Когда из перерезанной глотки хлынула кровь, Робби отшатнулся.
— А что, без этого нельзя было обойтись?
— Я не хочу, чтобы граф де Кутанс узнал, что нас было только двое, — пояснил Томас. — Лучше перепугать его до смерти. Пусть думает, будто за его людьми охотятся исчадия Ада.
Они обыскали четыре трупа и после нелегкой погони сумели заарканить всех четырех лошадей. В общей сложности друзьям досталось около восемнадцати фунтов серебряными монетами дурной французской чеканки, два кольца, три хороших кинжала, четыре меча, отменная кольчуга, которой Робби поспешил заменить свою собственную, и золотая цепь (ее они разрубили пополам одним из захваченных мечей). Потом Томас, использовав два меча поплоше вместо коновязи, привязал двух лошадей у дороги, закрепив тела их всадников в седлах так, что они кренились набок. Другие два трупа, стянув с них кольчуги, друзья усадили у дороги, засунув каждому в рот по веточке утесника. Никакого символического значения это не имело, но тому, кто найдет тела, подобная деталь должна была показаться странной, а то и сатанинской.
— Представляю, как напугаются эти ублюдки, — заметил Хуктон.
— От четверых мертвецов у них точно поджилки затрясутся, — согласился Робби.
— Они перепугаются до смерти, если вообразят, будто это дело рук самого дьявола, — сказал Томас. — Узнай граф де Кутанс, что на подмогу мессиру Гийому д'Эвеку явились двое парней, он лопнет со смеху, но ему трудно будет оставить без внимания гибель четверых ратников, тем паче что она сопровождается столь странным ритуалом.

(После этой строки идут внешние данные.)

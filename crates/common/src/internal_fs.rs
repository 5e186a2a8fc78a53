//! Path-oriented façade over a [`Tree`]
//!
//! Turns shell-style paths (`~/a/../b`, relative to the working folder) into
//! tree mutations: make, change (rename, move, rewrite), remove and
//! completion.

use std::sync::Arc;

use regex::Regex;

use crate::config::VaultConfig;
use crate::crypto::{EntryCipher, MAX_FILENAME_LENGTH};
use crate::entry::{Entry, EntryType, Timestamp, ROOT_ID};
use crate::tree::{NodeError, Tree, TreeError};

/// Characters that never survive into a node name
pub const FORBIDDEN_CHARS: &[char] = &['<', '>', ':', '"', '\\', '|', '?', '*'];

#[derive(Debug, thiserror::Error)]
pub enum FsError {
    #[error("tree error: {0}")]
    Tree(#[from] TreeError),
    #[error("node error: {0}")]
    Node(#[from] NodeError),
    #[error("invalid path: {0}")]
    InvalidPath(String),
    #[error("name longer than {max} characters: {name}")]
    NameTooLong { name: String, max: usize },
    #[error("cannot move a node to a folder that does not exist: {0}")]
    MissingFolder(String),
    #[error("invalid pattern: {0}")]
    Pattern(#[from] regex::Error),
}

#[derive(Debug, Clone)]
pub struct MakeOptions {
    pub path: String,
    pub entry_type: EntryType,
    pub content: Option<String>,
}

impl MakeOptions {
    pub fn dir(path: impl Into<String>) -> Self {
        Self {
            path: path.into(),
            entry_type: EntryType::Dir,
            content: None,
        }
    }

    pub fn file(path: impl Into<String>, content: impl Into<String>) -> Self {
        Self {
            path: path.into(),
            entry_type: EntryType::File,
            content: Some(content.into()),
        }
    }
}

#[derive(Debug, Clone, Default)]
pub struct ChangeOptions {
    pub path: String,
    pub new_path: Option<String>,
    pub content: Option<String>,
}

#[derive(Debug, Clone, Default)]
pub struct RemoveOptions {
    pub path: String,
    pub version: Option<Timestamp>,
}

#[derive(Debug)]
pub struct InternalFs {
    tree: Tree,
    max_name_length: usize,
}

impl InternalFs {
    pub fn new(tree: Tree) -> Self {
        Self {
            tree,
            max_name_length: MAX_FILENAME_LENGTH,
        }
    }

    pub fn from_config(config: &VaultConfig, cipher: Arc<dyn EntryCipher>) -> Self {
        Self {
            tree: Tree::from_config(config, cipher),
            max_name_length: config.max_name_length,
        }
    }

    pub fn tree(&self) -> &Tree {
        &self.tree
    }

    pub fn tree_mut(&mut self) -> &mut Tree {
        &mut self.tree
    }

    /// Load the tree, repairing the dataset if needed
    pub async fn init(&mut self) -> Result<(), FsError> {
        self.tree.load().await?;
        Ok(())
    }

    /// Absolute, sanitized form of `path`.
    ///
    /// A leading `~` is the root, other `~` are dropped; relative paths are
    ///  resolved against the working folder.
    pub fn normalize_path(&self, path: &str) -> Result<String, FsError> {
        if path.is_empty() {
            return Err(FsError::InvalidPath(path.to_string()));
        }
        let trimmed = path.trim_start_matches('~');
        let path = if trimmed.len() != path.len() {
            format!("/{}", trimmed.replace('~', ""))
        } else {
            path.replace('~', "")
        };
        let absolute = if path.starts_with('/') {
            path.clone()
        } else {
            format!("{}/{}", self.pwd()?, path)
        };

        let mut segments: Vec<String> = Vec::new();
        for segment in absolute.split('/') {
            match segment {
                "" | "." => {}
                ".." => {
                    segments.pop();
                }
                segment => {
                    let clean: String = segment
                        .chars()
                        .filter(|c| !FORBIDDEN_CHARS.contains(c))
                        .collect();
                    if clean.chars().count() > self.max_name_length {
                        return Err(FsError::NameTooLong {
                            name: clean,
                            max: self.max_name_length,
                        });
                    }
                    if clean.is_empty() {
                        return Err(FsError::InvalidPath(path.to_string()));
                    }
                    segments.push(clean);
                }
            }
        }
        Ok(format!("/{}", segments.join("/")))
    }

    fn resolve(&self, path: &str) -> Result<String, FsError> {
        let normalized = self.normalize_path(path)?;
        Ok(self
            .tree
            .graph()
            .child_from_path(ROOT_ID, &normalized)?
            .to_string())
    }

    /// Create a folder or file, with any missing folders on the way.
    ///
    /// Fails if the full path already exists. Returns the id of the last node.
    pub async fn make(&mut self, options: MakeOptions) -> Result<String, FsError> {
        let path = self.normalize_path(&options.path)?;
        let (ancestor, remaining) = self.tree.graph().closest_ancestor(&path)?;
        let mut parent = ancestor.to_string();
        let last = remaining.len() - 1;
        for (i, name) in remaining.into_iter().enumerate() {
            let entry = if i < last {
                Entry::new(EntryType::Dir).with_name(name)
            } else {
                let mut entry = Entry::new(options.entry_type).with_name(name);
                if options.entry_type == EntryType::File {
                    entry.content = options.content.clone();
                }
                entry
            };
            parent = self.tree.add(&parent, entry).await?;
        }
        tracing::debug!("made {}", path);
        Ok(parent)
    }

    /// Rename, move or rewrite the node at `path`.
    ///
    /// `new_path` may be an existing folder (move, keeping the name) or a
    ///  missing path whose parent exists (move and/or rename).
    pub async fn change(&mut self, options: ChangeOptions) -> Result<String, FsError> {
        let path = self.normalize_path(&options.path)?;
        let graph = self.tree.graph();
        let id = graph.child_from_path(ROOT_ID, &path)?.to_string();
        let current_parent = graph
            .node(&id)?
            .parent()
            .unwrap_or(ROOT_ID)
            .to_string();

        let mut entry = Entry {
            content: options.content,
            ..Default::default()
        };
        let destination = match &options.new_path {
            Some(new_path) => Some(self.normalize_path(new_path)?),
            None => None,
        };
        if let Some(destination) = destination.filter(|d| *d != path) {
            match graph.child_from_path(ROOT_ID, &destination) {
                Ok(existing) => {
                    if !graph.node(existing)?.is_dir() {
                        return Err(NodeError::EntryExists(destination).into());
                    }
                    if existing != current_parent {
                        entry.parent = Some(existing.to_string());
                    }
                }
                Err(_) => {
                    let (ancestor, remaining) = graph.closest_ancestor(&destination)?;
                    if remaining.len() > 1 {
                        return Err(FsError::MissingFolder(destination));
                    }
                    if !graph.node(ancestor)?.is_dir() {
                        return Err(NodeError::NotADirectory(destination).into());
                    }
                    entry.name = remaining.into_iter().next();
                    if ancestor != current_parent {
                        entry.parent = Some(ancestor.to_string());
                    }
                }
            }
        }

        self.tree.update(&id, entry).await?;
        tracing::debug!("changed {}", path);
        Ok(id)
    }

    /// Remove the node at `path`, or only one of its versions
    pub async fn remove(&mut self, options: RemoveOptions) -> Result<Vec<String>, FsError> {
        let id = self.resolve(&options.path)?;
        let removed = self.tree.remove(&id, options.version).await?;
        if !self.tree.graph().contains(self.tree.working_node()) {
            self.tree.set_working_node(ROOT_ID)?;
        }
        Ok(removed)
    }

    /// Candidates for completing `path`.
    ///
    /// A folder lists its children (folders end with `/`). Otherwise the last
    ///  segment filters the parent's children, as a `*`/`?` wildcard pattern
    ///  if it has one, as a prefix if not.
    pub fn pseudo_file_completion(&self, path: Option<&str>) -> Result<Vec<String>, FsError> {
        let graph = self.tree.graph();
        let path = path.unwrap_or(".");
        let label = |id: &str| -> Option<String> {
            let node = graph.get(id)?;
            let name = node.get_name(None).ok()?;
            Some(if node.is_dir() {
                format!("{}/", name)
            } else {
                name.to_string()
            })
        };

        let has_wildcard = path.contains('*') || path.contains('?');
        if !has_wildcard {
            let normalized = self.normalize_path(path)?;
            if let Ok(id) = graph.child_from_path(ROOT_ID, &normalized) {
                let node = graph.node(id)?;
                if !node.is_dir() {
                    return Ok(label(id).into_iter().collect());
                }
                return Ok(graph
                    .children_sorted(id)
                    .into_iter()
                    .filter_map(|c| label(c.id()))
                    .collect());
            }
        }

        let (dir, base) = match path.rsplit_once('/') {
            Some((dir, base)) => (if dir.is_empty() { "/" } else { dir }, base),
            None => (".", path),
        };
        let dir = self.normalize_path(dir)?;
        let parent = graph.child_from_path(ROOT_ID, &dir)?;
        let matcher = wildcard_regex(base)?;
        Ok(graph
            .children_sorted(parent)
            .into_iter()
            .filter(|c| c.get_name(None).is_ok_and(|n| matcher.is_match(n)))
            .filter_map(|c| label(c.id()))
            .collect())
    }

    pub fn cd(&mut self, path: &str) -> Result<String, FsError> {
        let id = self.resolve(path)?;
        self.tree.set_working_node(&id)?;
        self.pwd()
    }

    pub fn pwd(&self) -> Result<String, FsError> {
        Ok(self.tree.graph().path_of(self.tree.working_node())?)
    }

    /// Content of a file, the current version by default
    pub async fn cat(&self, path: &str, ts: Option<Timestamp>) -> Result<String, FsError> {
        let id = self.resolve(path)?;
        let node = self.tree.graph().node(&id)?;
        if node.is_dir() {
            return Err(FsError::InvalidPath(format!("{} is a folder", path)));
        }
        let entry = self.tree.get_entry_details(&id, ts).await?;
        Ok(entry.content.unwrap_or_default())
    }

    /// Version history of a node, oldest first
    pub fn versions(&self, path: &str) -> Result<Vec<(Timestamp, String)>, FsError> {
        let id = self.resolve(path)?;
        let node = self.tree.graph().node(&id)?;
        Ok(node
            .versions()
            .iter()
            .map(|(ts, v)| (*ts, v.name.clone()))
            .collect())
    }
}

/// Anchored regex for a `*`/`?` wildcard pattern, or a prefix match without one
fn wildcard_regex(pattern: &str) -> Result<Regex, regex::Error> {
    let mut expr = String::from("^");
    for c in pattern.chars() {
        match c {
            '*' => expr.push_str(".*"),
            '?' => expr.push('.'),
            c => expr.push_str(&regex::escape(&c.to_string())),
        }
    }
    if pattern.contains('*') || pattern.contains('?') {
        expr.push('$');
    }
    Regex::new(&expr)
}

Он не может игнорировать Смерть.
Вот почему, художественно разместив трупы, Томас помимо денег и оружия забрал также широкий черный плащ, а из захваченных коней его, в первую очередь, заинтересовал бледный. Ибо конь бледный принадлежал всаднику, имя коему Смерть, и с его помощью Томас и сам намеревался посеять ужас.
* * *
Когда спутники приближались к Эвеку, прозвучал одинокий раскат грома. Собственно говоря, далеко ли усадьба, они не знали, но поскольку местность, по которой они теперь ехали, носила все следы разорения, было нетрудно заключить, что это владения мессира Гийома.
Робби, заслышав грохот, был озадачен, ибо небо у них над головой оказалось ясным, хотя к югу и собирались темные тучи.
— Слишком холодно для грозы, — сказал он.
— Может быть, во Франции такое бывает?
Они съехали с дороги и поскакали по фермерской тропе, которая, попетляв по лесам, сошла на нет рядом с каким-то недавно сожженным, еще слегка дымившимся строением. Жечь такие халупы не имело смысла, и Томас сомневался, чтобы приказ об этом был отдан самим графом, но упрямство мессира Гийома донельзя обозлило осаждавших, что делало поджоги и грабежи неизбежными. Томас и сам так поступал в Бретани. Ему не раз доводилось слышать истошные крики людей, чьи дома были обречены на сожжение, а потом подносить факел к кровле. Они на войне. Шотландцы поступали так с англичанами, англичане — с шотландцами, а здесь граф де Кутанс обошелся так со своим собственным вассалом.
Громыхнуло во второй раз, и, едва раскат смолк, Томас увидел на востоке завесу дыма. Он указал в ту сторону, и Робби, мигом признавший этот чад и сообразивший, что нужно соблюдать тишину, понимающе кивнул. Они оставили своих лошадей в зарослях орешника, а сами поднялись на длинный лесистый холм. Садившееся позади них солнце отбрасывало на мертвую листву длинные тени. Красноголовый дятел с белыми полосками на крыльях кружил над головами юношей, когда они взобрались на гребень, чтобы взглянуть на лежавшую внизу деревню и усадьбу.